In its Pa.R.A.P. 1925(a) opinion, the trial court stated that although it believed its rulings were correct at the time of trial, it now asks for a remand to reconsider its suppression ruling in light of the impact that the recent cases of Commonwealth v. Alexander, 243 A.3d 177 (Pa. 2020) and Commonwealth v. Barr, 266 A.3d 25 (Pa. 2021) may have on the motion to suppress. Trial Court Opinion, 2/5/21, at 4-5. The trial court indicated that its denial of the motion to suppress was based on a finding that the smell of marijuana emanating from inside Appellant's vehicle is what provided probable cause for the subsequent search of the vehicle and seizure of the firearm. It did not evaluate any other factors in conjunction with the odor of marijuana in its probable cause analysis. The trial court therefore questions whether without any other indicators in the record that Appellant was involved in criminal activity, the police officer had probable cause to search the vehicle under the new standards enunciated under Alexander and Barr. Id. at 5-6. The Majority agrees, and further opines that a remand is necessary so the trial court can consider the underlying basis for Officer Assad's frisk and subsequent detention of Appellant, since it was only after those acts that the officer observed the gun in plain view. Majority Memorandum, at 14. In particular, citing Commonwealth v. Hicks, 208 A.3d 916, 921 (Pa. 2019), the Majority believes the trial court did not consider the necessary prerequisite that the police reasonably suspect that Appellant was armed and dangerous when proceeding from a lawful investigatory stop to a frisk. See Majority Memorandum, at 15. Appellant likewise contends that he was subject to an unlawful Terry stop and frisk and therefore, all subsequent evidence obtained must be suppressed. In response, the Commonwealth believes this to be a simple case. The Commonwealth contends that the gun was discovered "out in the open" after the officer, as he was entitled to do in connection with a lawful traffic stop, directed Appellant to exit the car.

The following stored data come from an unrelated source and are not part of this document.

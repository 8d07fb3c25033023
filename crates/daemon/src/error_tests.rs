// SPDX-License-Identifier: BUSL-1.1
// Copyright (c) 2026 Foreman Systems

use super::*;
use foreman_core::ValidationError;
use foreman_engine::{ControllerError, MuxError, ShellExecError};
use foreman_queue::QueueError;

#[test]
fn cli_unavailable_maps_to_exit_code_two() {
    let err = DaemonError::from_init(ControllerError::ShellExec(ShellExecError::CliUnavailable));
    assert_eq!(err.exit_code(), 2);
}

#[test]
fn process_unavailable_at_init_maps_to_exit_code_two() {
    let err = DaemonError::from_init(ControllerError::Mux(MuxError::ProcessUnavailable));
    assert_eq!(err.exit_code(), 2);
}

#[test]
fn other_init_failures_map_to_exit_code_one() {
    let err = DaemonError::from_init(ControllerError::Io("disk full".to_string()));
    assert_eq!(err.exit_code(), 1);
}

#[test]
fn config_error_maps_to_exit_code_one() {
    let err: DaemonError = ValidationError::new("agent_id", "must not be empty").into();
    assert_eq!(err.exit_code(), 1);
}

#[test]
fn queue_error_maps_to_exit_code_one() {
    let err: DaemonError = QueueError::NotFound("job-1".to_string()).into();
    assert_eq!(err.exit_code(), 1);
}
// SPDX-License-Identifier: BUSL-1.1
// Copyright (c) 2026 Foreman Systems

//! The `Task` entity (§3) and its queue-priority mapping.

use serde::{Deserialize, Serialize};
use std::collections::BTreeSet;

crate::define_id! {
    /// Unique identifier for a task.
    #[derive(PartialOrd, Ord)]
    pub struct TaskId;
}

/// Lifecycle status of a [`Task`]. Transitions: `Pending -> InProgress`
/// (on assignment), `InProgress -> {Completed, Failed}`, any non-terminal
/// state `-> Cancelled`.
#[derive(Debug, Clone, Copy, PartialEq, Eq, Serialize, Deserialize)]
#[serde(rename_all = "snake_case")]
pub enum TaskStatus {
    Pending,
    InProgress,
    Completed,
    Failed,
    Cancelled,
}

impl TaskStatus {
    /// Terminal statuses can never transition again.
    pub fn is_terminal(&self) -> bool {
        matches!(
            self,
            TaskStatus::Completed | TaskStatus::Failed | TaskStatus::Cancelled
        )
    }

    /// Whether moving from `self` to `next` is a legal transition.
    pub fn can_transition_to(&self, next: TaskStatus) -> bool {
        use TaskStatus::*;
        match (self, next) {
            (Pending, InProgress) => true,
            (InProgress, Completed) | (InProgress, Failed) => true,
            (s, Cancelled) => !s.is_terminal(),
            _ => false,
        }
    }
}

/// Queue-priority band a task is mapped into (§3). Higher bands are dequeued
/// first; within a band, FIFO order by enqueue time applies.
#[derive(Debug, Clone, Copy, PartialEq, Eq, PartialOrd, Ord, Serialize, Deserialize)]
#[serde(rename_all = "snake_case")]
pub enum QueuePriority {
    Background,
    Low,
    Normal,
    High,
    Critical,
}

impl QueuePriority {
    /// Map a raw task priority (0 = lowest) onto a queue-priority band.
    pub fn from_task_priority(priority: u32) -> Self {
        match priority {
            9.. => QueuePriority::Critical,
            7..=8 => QueuePriority::High,
            5..=6 => QueuePriority::Normal,
            3..=4 => QueuePriority::Low,
            _ => QueuePriority::Background,
        }
    }

    /// Numeric rank used for ordering in the durable store (higher first).
    pub fn rank(&self) -> i64 {
        match self {
            QueuePriority::Background => 0,
            QueuePriority::Low => 1,
            QueuePriority::Normal => 2,
            QueuePriority::High => 3,
            QueuePriority::Critical => 4,
        }
    }
}

/// A unit of work decomposed by the Boss and executed by a Subordinate.
///
/// Immutable after creation except `assignedTo` and `status`, which the
/// queue mutates as the task moves through its lifecycle.
#[derive(Debug, Clone, PartialEq, Eq, Serialize, Deserialize)]
pub struct Task {
    pub id: TaskId,
    pub title: String,
    pub description: String,
    pub priority: u32,
    pub dependencies: BTreeSet<TaskId>,
    pub assigned_to: Option<String>,
    pub status: TaskStatus,
    pub created_at_ms: u64,
    pub deadline_ms: Option<u64>,
}

impl Task {
    /// Construct a new, unassigned, pending task.
    pub fn new(
        id: impl Into<TaskId>,
        title: impl Into<String>,
        description: impl Into<String>,
        priority: u32,
        dependencies: BTreeSet<TaskId>,
        created_at_ms: u64,
    ) -> Self {
        Self {
            id: id.into(),
            title: title.into(),
            description: description.into(),
            priority,
            dependencies,
            assigned_to: None,
            status: TaskStatus::Pending,
            created_at_ms,
            deadline_ms: None,
        }
    }

    pub fn queue_priority(&self) -> QueuePriority {
        QueuePriority::from_task_priority(self.priority)
    }

    /// Mark this task assigned and running.
    pub fn assign(&mut self, worker_id: impl Into<String>) {
        self.assigned_to = Some(worker_id.into());
        self.status = TaskStatus::InProgress;
    }
}

#[cfg(test)]
#[path = "task_tests.rs"]
mod tests;
impl Inner {
    fn new() -> Self {
        Self {
            queue: Vec::new(),
            in_flight: HashMap::new(),
            metrics: MuxMetrics::default(),
            cleaned_up: false,
        }
    }

    /// Preserves descending-priority order, stable among equal priorities
    /// (new entries land after every existing entry of equal or higher
    /// priority, i.e. FIFO within a priority band).
    fn insert_queued(&mut self, entry: Pending) {
        let priority = entry.command.options.priority;
        let pos = self
            .queue
            .partition_point(|p| p.command.options.priority >= priority);
        self.queue.insert(pos, entry);
    }

    fn record_completion(&mut self, success: bool, exec_ms: u64, queue_wait_ms: f64, now: u64) {
        self.metrics.total += 1;
        if success {
            self.metrics.successful += 1;
        } else {
            self.metrics.failed += 1;
        }
        self.metrics.total_execution_ms += exec_ms;
        let n = self.metrics.total as f64;
        self.metrics.avg_queue_wait_ms += (queue_wait_ms - self.metrics.avg_queue_wait_ms) / n;
        self.metrics.last_command_at_ms = Some(now);
    }

    fn oldest_in_flight(&self) -> Option<CommandId> {
        self.in_flight
            .values()
            .min_by_key(|p| p.dispatched_at_ms.unwrap_or(u64::MAX))
            .map(|p| p.command.id.clone())
    }
}

/// Precompiled correlation patterns (§4.B "Response correlation"), tried in
/// priority order against each incoming line.
struct CorrelationPatterns {
    resp_bracket: regex::Regex,
    cmd_response: regex::Regex,
    response_for: regex::Regex,
}

impl CorrelationPatterns {
    #[allow(clippy::expect_used)] // compile-time-constant patterns, known valid
    fn new() -> Self {
        Self {
            resp_bracket: regex::Regex::new(r"^\[RESP:([^\]]+)\]\s*(.*)$")
                .expect("static correlation pattern is valid"),
            cmd_response: regex::Regex::new(r"^\[CMD:([^\]]+)\]\s*RESPONSE:\s*(.*)$")
                .expect("static correlation pattern is valid"),
            response_for: regex::Regex::new(r"^Response for ([^:]+):\s*(.*)$")
                .expect("static correlation pattern is valid"),
        }
    }

    /// Returns the correlated command id (if the line carried one) and the
    /// remaining payload body.
    fn parse<'a>(&self, line: &'a str) -> (Option<String>, &'a str) {
        for re in [&self.resp_bracket, &self.cmd_response, &self.response_for] {
            if let Some(caps) = re.captures(line) {
                let id = caps.get(1).map(|m| m.as_str().trim().to_string());
                let body = caps.get(2).map(|m| m.as_str()).unwrap_or("").trim();
                return (id, body);
            }
        }
        (None, line.trim())
    }
}

fn classify_payload(body: &str) -> Payload {
    match serde_json::from_str::<serde_json::Value>(body) {
        Ok(value) => Payload::Json { value },
        Err(_) => classify_text_payload(body),
    }
}

fn payload_is_success(payload: &Payload) -> bool {
    match payload {
        Payload::Json { .. } => true,
        Payload::Text { classification, .. } => !matches!(classification, TextClassification::Error),
    }
}

/// Overlays request/reply semantics on one supervised child process.
/// Cheap to clone: all state lives behind `Arc`.
pub struct CommandMultiplexer<S, C, I> {
    supervisor: Arc<S>,
    clock: C,
    idgen: I,
    config: MuxConfig,
    patterns: Arc<CorrelationPatterns>,
    inner: Arc<parking_lot::Mutex<Inner>>,
    started_at_ms: u64,
    cancel: CancellationToken,
}

impl<S, C, I> Clone for CommandMultiplexer<S, C, I>
where
    C: Clone,
    I: Clone,
{
    fn clone(&self) -> Self {
        Self {
            supervisor: self.supervisor.clone(),
            clock: self.clock.clone(),
            idgen: self.idgen.clone(),
            config: self.config.clone(),
            patterns: self.patterns.clone(),
            inner: self.inner.clone(),
            started_at_ms: self.started_at_ms,
            cancel: self.cancel.clone(),
        }
    }
}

For the reasons explained below, I believe that the question of suppression cannot be answered by focusing on the legality of the frisk. I further disagree with the trial court's and Majority's contention that suppression is affected by the Alexander and Barr decisions, as those cases addressed the warrantless search of a vehicle and not, as here, an investigative detention based upon reasonable suspicion.

In Terry v. Ohio, 392 U.S. 1 (1968), the United States Supreme Court held that where a reasonably prudent officer is warranted in the circumstances of a given case in believing that his safety or that of others is endangered, he may make a reasonable search for weapons of the person believed by him to be armed and dangerous, regardless of whether he has probable cause to arrest that individual or has the absolute certainty that the individual is armed and dangerous.

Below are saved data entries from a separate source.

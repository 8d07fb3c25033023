// SPDX-License-Identifier: BUSL-1.1
// Copyright (c) 2026 Foreman Systems

use super::*;

#[test]
fn parses_boss_with_empty_instruction() {
    let role: DaemonRole = "boss".parse().unwrap();
    assert_eq!(role, DaemonRole::Boss { instruction: String::new() });
    assert_eq!(role.label(), "boss");
}

#[test]
fn parses_subordinate() {
    let role: DaemonRole = "subordinate".parse().unwrap();
    assert_eq!(role, DaemonRole::Subordinate);
    assert_eq!(role.label(), "subordinate");
}

#[test]
fn rejects_unknown_role() {
    let err = DaemonRole::from_str("manager").unwrap_err();
    assert_eq!(err.0, "manager");
}

#[test]
fn display_matches_label() {
    assert_eq!(DaemonRole::Subordinate.to_string(), "subordinate");
}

In one of our recently unpublished memoranda, we summarized the law regarding investigatory detentions in connection with a lawful vehicle stop.

A traffic stop is a special kind of seizure, which a police officer may only initiate if he has reason to believe that a violation of the traffic code has occurred. Commonwealth v. Brown, 64 A.3d 1101, 1105 (Pa. Super. 2013). The level of required suspicion turns on the kind of violation in question: if it is the kind of violation that would require further investigation to prove, the officer needs a reasonable suspicion; if it is the kind of violation that is immediately apparent and would not require any further investigation, the officer needs probable cause. Id. In either case, the officer's authority for the seizure extends only as long as is necessary to attend to the business of the stop.
Commonwealth v. Palmer, 145 A.3d 170, 173 (Pa. Super. 2016).
Outside of the context of a traffic stop, an officer's order for an occupant to exit a vehicle is a show of authority that transforms the encounter into at least an investigative detention, requiring reasonable suspicion. See Commonwealth v. Wright, 224 A.3d 1104, 1109 (Pa. Super. 2019). During the course of a valid traffic stop, however, an officer may order occupants to exit the vehicle as a matter of course. Commonwealth v. Wright, 224 A.3d 1104, 1109 (Pa. Super. 2019). This authority lasts only as long as the duration for the authority of the stop itself. Commonwealth v. Mattis, 252 A.3d 650, 655 (Pa. Super. 2021). An officer's order for a driver to exit the vehicle once the authority for the original stop has expired initiates a new investigative detention, requiring independent reasonable suspicion of additional illegal activity. Id. An officer's authority to detain a driver during a traffic stop lasts only as long as is necessary to investigate the infraction that provoked the stop, issue a citation, and attend to any related safety concerns. Rodriguez v. U.S., 575 U.S. 348, 354-55 (2015). When an officer abandons the investigation of the underlying violation and begins questioning the driver about unrelated criminal activity, he effectively ends the traffic stop and initiates an independent investigative detention. Mattis, 252 A.3d at 656. To lawfully do so requires independent reasonable suspicion. Id.; see also Commonwealth v. Prizzia, 260 A.3d 263, 272 (Pa. Super. 2021) (trooper lawfully began investigating possible DUI after initiating a traffic stop based on a window tint violation because he developed independent reasonable suspicion that driver was intoxicated).
Commonwealth v. Lomax, __A.3d __, 2022 WL 439087 (Pa. Super. filed February 14, 2022). Applying these well-established principles to the instant case, there is no question the police had the right to stop Appellant's vehicle for the headlight violations. As well, the police had the right to order Appellant out of his vehicle in connection with the vehicle stop. What is not clear is whether the officer had completed the traffic stop before the subsequent frisk, seizure of the gun, and warrantless search of the vehicle. If the traffic stop had been completed or abandoned before the gun was seized, then the police needed at least reasonable suspicion of ongoing criminal activity to continue to detain Appellant.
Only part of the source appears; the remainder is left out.